Uno sguardo alle tempeste del secolo: Lothar e Martin
Quasi un quarto di secolo fa, alla fine del 1999, la Francia si trovò ad affrontare due delle catastrofi naturali più devastanti della sua storia recente: le tempeste Lothar e Martin. Questi eventi hanno plasmato i ricordi non solo attraverso la loro violenza, ma anche attraverso le profonde cicatrici che hanno lasciato.
Una drammatica sequenza di eventi climatici
- 26 dicembre 1999: Lothar semina il caos nel nord
- 27 dicembre 1999: Martin si trasferisce a sud
- I danni sono stimati tra gli 8 ed i 13 miliardi di euro.
- Una perdita economica di mezzo punto di Pil per la Francia
Nell’ultimo mese del 1999, la Francia è stata teatro di un balletto di tempeste e inondazioni di notevole intensità. Il culmine di questa successione furono Lotario e Martino, che causarono la perdita di 92 vite umane e causarono enormi danni sia alle infrastrutture che all’ambiente naturale.
Contesto meteorologico perturbato
Dall’inizio di dicembre il clima è estremamente instabile, foriero di imminenti disordini. L’anno 1999 è stato caratterizzato da condizioni meteorologiche estreme, che hanno causato gravi inondazioni nell’Aude, soprattutto nel mese di novembre.
rara depressione di potere
L’origine di queste straordinarie tempeste risiede nell’accelerazione delle correnti oceaniche, combinata con fluttuazioni insolite e velocità straordinarie della corrente a getto, questo flusso d’aria molto veloce ad alta quota. Questi fattori hanno creato condizioni favorevoli per eventi meteorologici estremi.
Le qualità devastanti di Lothar e Martin
| Tempesta | Data | Regioni colpite | velocità di esplosione |
| Lotario | 26 dicembre 1999 | Francia settentrionale | Fino a 272 chilometri orari |
| Martino | 27 dicembre 1999 | Francia meridionale | Fino a 198 chilometri orari |
A causa della loro forza e della rapida diffusione nell’area, queste tempeste sono considerate uragani di categoria 1.
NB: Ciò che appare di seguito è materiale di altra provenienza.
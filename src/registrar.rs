use std::fs;

use camino::{Utf8Path, Utf8PathBuf};
use serde::Serialize;

use crate::central::CentralStore;
use crate::domain::{ModificationDate, ProposalId, ProposalMembership, SoakdbFileEntry};
use crate::error::SyncError;
use crate::groups::GroupResolver;

#[derive(Debug, Clone, Default, PartialEq, Eq, Serialize)]
pub struct RegistrarReport {
    pub files_seen: usize,
    pub files_inserted: usize,
    pub files_skipped: usize,
    pub proposals_resolved: usize,
    pub memberships_inserted: usize,
}

impl RegistrarReport {
    pub fn marker_text(&self) -> String {
        format!(
            "TransferFedIDs DONE\nfiles_seen={} files_inserted={} files_skipped={}\nproposals_resolved={} memberships_inserted={}\n",
            self.files_seen,
            self.files_inserted,
            self.files_skipped,
            self.proposals_resolved,
            self.memberships_inserted
        )
    }
}

/// Registers soakDB files and the membership of the proposals they belong to.
pub struct AccessRegistrar<'a, G: GroupResolver> {
    resolver: &'a G,
    proposal_segment: usize,
    proposal_separator: char,
}

impl<'a, G: GroupResolver> AccessRegistrar<'a, G> {
    pub fn new(resolver: &'a G, proposal_segment: usize, proposal_separator: char) -> Self {
        Self {
            resolver,
            proposal_segment,
            proposal_separator,
        }
    }

    pub fn entry_for(&self, path: &Utf8Path) -> Result<SoakdbFileEntry, SyncError> {
        let proposal =
            ProposalId::from_path(path.as_str(), self.proposal_segment, self.proposal_separator)?;
        let modified = fs::metadata(path.as_std_path())
            .and_then(|meta| meta.modified())
            .map_err(|err| SyncError::Filesystem(format!("{path}: {err}")))?;
        Ok(SoakdbFileEntry {
            filename: path.to_string(),
            modification_date: ModificationDate::from_system_time(modified),
            proposal,
        })
    }

    /// Each insert commits on its own. Files whose proposal or mtime cannot be
    /// read are skipped; store errors abort the run.
    pub fn run(
        &self,
        paths: &[Utf8PathBuf],
        store: &CentralStore,
    ) -> Result<RegistrarReport, SyncError> {
        store.ensure_schema()?;
        let mut report = RegistrarReport {
            files_seen: paths.len(),
            ..RegistrarReport::default()
        };

        for path in paths {
            let entry = match self.entry_for(path) {
                Ok(entry) => entry,
                Err(err) => {
                    tracing::warn!(path = %path, error = %err, "skipping soakDB file");
                    report.files_skipped += 1;
                    continue;
                }
            };
            if store.insert_soakdb_file(&entry)? {
                tracing::debug!(path = %path, proposal = %entry.proposal, "registered soakDB file");
                report.files_inserted += 1;
            }
        }

        for proposal in store.distinct_proposals()? {
            let members = match self.resolver.resolve_members(&proposal) {
                Ok(members) => members,
                Err(err) => {
                    tracing::warn!(proposal = %proposal, error = %err, "group lookup failed");
                    Vec::new()
                }
            };
            if members.is_empty() {
                tracing::warn!(proposal = %proposal, "proposal has no resolvable members");
            }
            report.proposals_resolved += 1;
            if store.insert_membership(&ProposalMembership::new(proposal, &members))? {
                report.memberships_inserted += 1;
            }
        }

        tracing::info!(
            inserted = report.files_inserted,
            skipped = report.files_skipped,
            proposals = report.proposals_resolved,
            "access registration finished"
        );
        Ok(report)
    }
}

#[cfg(test)]
mod tests {
    use super::*;
    use crate::groups::StaticGroups;

    #[test]
    fn marker_starts_with_done_line() {
        let text = RegistrarReport::default().marker_text();
        assert!(text.starts_with("TransferFedIDs DONE\n"));
    }

    #[test]
    fn short_path_is_skipped() {
        let temp = tempfile::tempdir().unwrap();
        let path = Utf8PathBuf::from_path_buf(temp.path().join("soakDBDataFile.sqlite")).unwrap();
        fs::write(path.as_std_path(), b"").unwrap();

        let groups = StaticGroups::new();
        let registrar = AccessRegistrar::new(&groups, 40, '-');
        let store = CentralStore::open_in_memory().unwrap();
        let report = registrar.run(&[path], &store).unwrap();
        assert_eq!(report.files_skipped, 1);
        assert_eq!(report.files_inserted, 0);
    }
}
Valutazione e conseguenze dei temporali.
- Un disastro naturale che costò la vita a 92 persone
- Oltre 3 milioni di case senza elettricità
- 138 milioni di m3 trasportati dal vento nelle foreste francesi
La morte di Lothar e Martin ha aumentato la consapevolezza nazionale sulla vulnerabilità agli eventi meteorologici gravi e ha portato alla creazione del sistema di sorveglianza Météo France nel 2001.
Tempeste e cambiamenti climatici
Sebbene gli studi attuali non mostrino un collegamento diretto con il cambiamento climatico in termini di frequenza delle tempeste, questo è un importante argomento di ricerca, soprattutto se si considerano i potenziali effetti del riscaldamento globale.
Lothar e Martin rimarranno custoditi nella storia meteorologica francese come ricordo delle forze scatenate della natura e delle sfide presentate per anticiparle e superarle.